Entries follow. Return each line that contains the word "held".

Collected data:

────────────────────────────────────────

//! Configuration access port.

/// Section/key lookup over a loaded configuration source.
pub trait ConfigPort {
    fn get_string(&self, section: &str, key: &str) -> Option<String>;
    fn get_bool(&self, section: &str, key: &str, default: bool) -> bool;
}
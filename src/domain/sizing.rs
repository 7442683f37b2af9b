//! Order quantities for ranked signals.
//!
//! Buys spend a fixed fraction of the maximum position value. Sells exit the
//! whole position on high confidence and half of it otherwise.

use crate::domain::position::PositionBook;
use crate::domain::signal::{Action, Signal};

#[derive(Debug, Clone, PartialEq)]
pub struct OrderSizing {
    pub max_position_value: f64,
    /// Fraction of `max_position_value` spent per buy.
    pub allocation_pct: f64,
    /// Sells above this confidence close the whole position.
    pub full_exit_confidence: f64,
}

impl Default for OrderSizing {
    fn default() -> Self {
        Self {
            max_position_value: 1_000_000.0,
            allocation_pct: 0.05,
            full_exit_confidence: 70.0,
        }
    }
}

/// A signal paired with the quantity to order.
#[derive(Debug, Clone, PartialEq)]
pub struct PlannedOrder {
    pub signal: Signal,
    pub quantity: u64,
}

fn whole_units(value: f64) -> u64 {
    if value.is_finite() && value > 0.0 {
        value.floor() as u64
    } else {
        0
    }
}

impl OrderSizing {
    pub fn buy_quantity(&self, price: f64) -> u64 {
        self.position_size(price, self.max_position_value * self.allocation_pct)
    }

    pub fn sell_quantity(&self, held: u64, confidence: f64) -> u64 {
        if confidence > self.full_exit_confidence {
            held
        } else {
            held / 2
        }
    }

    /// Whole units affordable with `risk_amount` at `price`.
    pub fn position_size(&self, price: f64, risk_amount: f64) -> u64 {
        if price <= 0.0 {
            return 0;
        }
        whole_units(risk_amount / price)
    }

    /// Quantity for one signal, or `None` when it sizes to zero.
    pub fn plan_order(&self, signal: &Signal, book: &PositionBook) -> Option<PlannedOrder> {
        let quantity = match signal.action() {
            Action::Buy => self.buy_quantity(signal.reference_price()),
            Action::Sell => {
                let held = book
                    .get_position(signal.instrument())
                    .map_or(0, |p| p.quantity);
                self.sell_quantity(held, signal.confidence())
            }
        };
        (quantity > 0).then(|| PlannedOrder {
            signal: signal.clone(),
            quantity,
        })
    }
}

────────────────────────────────────────

[RESPONSE]
    pub fn sell_quantity(&self, held: u64, confidence: f64) -> u64 {
            held
            held / 2
                let held = book
                self.sell_quantity(held, signal.confidence())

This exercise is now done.